Opinion
No. 4-05-00435-CR
Delivered and Filed: May 3, 2006. DO NOT PUBLISH.
Appeal from the 175th Judicial District, Bexar County, Texas, Trial Court No. 2004-CR-4349, Honorable Mary Roman, Judge Presiding. Affirmed.
Sitting: Catherine STONE, Justice, Karen ANGELINI, Justice, Rebecca SIMMONS, Justice.
MEMORANDUM OPINION
On June 14, 2005, Appellant Brian T. Washington entered a plea of guilty to the offense of aggravated assault with a deadly weapon alleged to have occurred on or about April 3, 2004. Washington elected to have a jury assess punishment in his case. After a hearing on punishment, on June 16, 2005, Washington was sentenced to twenty years confinement in the Institutional Division of the Texas Department of Criminal Justice. Washington's court-appointed attorney filed a brief containing a professional evaluation of the record in accordance with Anders v. California, 386 U.S. 738 (1967). Counsel concludes that the appeal has no merit. Counsel provided Washington with a copy of the brief and informed him of his right to review the record and file his own brief. See Nichols v. State, 954 S.W.2d 83, 85-86 (Tex.App.-San Antonio 1997, no pet.); Bruns v. State, 924 S.W.2d 176, 177 n. 1 (Tex.App.-San Antonio 1996, no pet.). Washington did not file a pro se brief. It "is well-settled in Texas that a sentence will not be disturbed if the penalty is within the prescribed limits set by the legislature." Sampayo v. State, 625 S.W.2d 33, 35 (Tex.App.-San Antonio 1981, no pet.).
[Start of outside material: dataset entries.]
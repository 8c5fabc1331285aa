use serde::{Deserialize, Serialize};

use super::number;

/// Yearly environmental indicators for the village. The year is the key.
#[derive(Debug, Clone, PartialEq, Default, Serialize, Deserialize)]
pub struct EnvironmentalRecord {
    #[serde(rename = "Year", alias = "year", default)]
    pub year: i32,
    #[serde(rename = "Aqi", alias = "aqi", default, deserialize_with = "number::required")]
    pub aqi: f64,
    #[serde(
        rename = "Forest_cover",
        alias = "forest_cover",
        default,
        deserialize_with = "number::required"
    )]
    pub forest_cover: f64,
    #[serde(rename = "Odf", alias = "odf", default, deserialize_with = "number::required")]
    pub odf: f64,
    #[serde(
        rename = "Afforestation_data",
        alias = "afforestation_data",
        default,
        deserialize_with = "number::required"
    )]
    pub afforestation: f64,
    #[serde(
        rename = "Precipitation",
        alias = "precipitation",
        default,
        deserialize_with = "number::required"
    )]
    pub precipitation: f64,
    #[serde(
        rename = "Water_quality",
        alias = "water_quality",
        default,
        deserialize_with = "number::required"
    )]
    pub water_quality: f64,
}

impl EnvironmentalRecord {
    /// A blank record for the given year, as the create form starts.
    pub fn for_year(year: i32) -> Self {
        Self {
            year,
            ..Self::default()
        }
    }

    pub fn validate(&self) -> Result<(), String> {
        if self.year < 1900 {
            return Err("Enter a valid year.".to_string());
        }
        if self.aqi < 0.0 || self.precipitation < 0.0 {
            return Err("Measurements cannot be negative.".to_string());
        }
        if !(0.0..=100.0).contains(&self.forest_cover) {
            return Err("Forest cover is a percentage between 0 and 100.".to_string());
        }
        Ok(())
    }
}

/// Body for `DELETE /panchayat-employee/environmental-data`.
#[derive(Debug, Clone, Copy, PartialEq, Serialize)]
pub struct YearKey {
    #[serde(rename = "Year")]
    pub year: i32,
}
Washington was charged with a second degree felony which has a permissible penalty range of two years to twenty years confinement and a fine not to exceed $10,000.00. See Tex. Pen. Code Ann. § 12.33 (Vernon 1994). The crime for which Washington was accused was heinous and violent. After an argument broke out between Washington and the victim, Washington attempted to scare the victim with a firearm, which ultimately discharged. Although the victim survived the shooting, she sustained permanent paralysis from the breastbone down. Thus, we cannot say the jury's assessment of twenty years confinement was excessive. After reviewing the record and counsel's brief, we agree that the appeal is frivolous and without merit. The judgment of the trial court is affirmed. Appellate counsel's motion to withdraw is granted. Nichols v. State, 954 S.W.2d at 86; Bruns, 924 S.W.2d at 177 n. 1.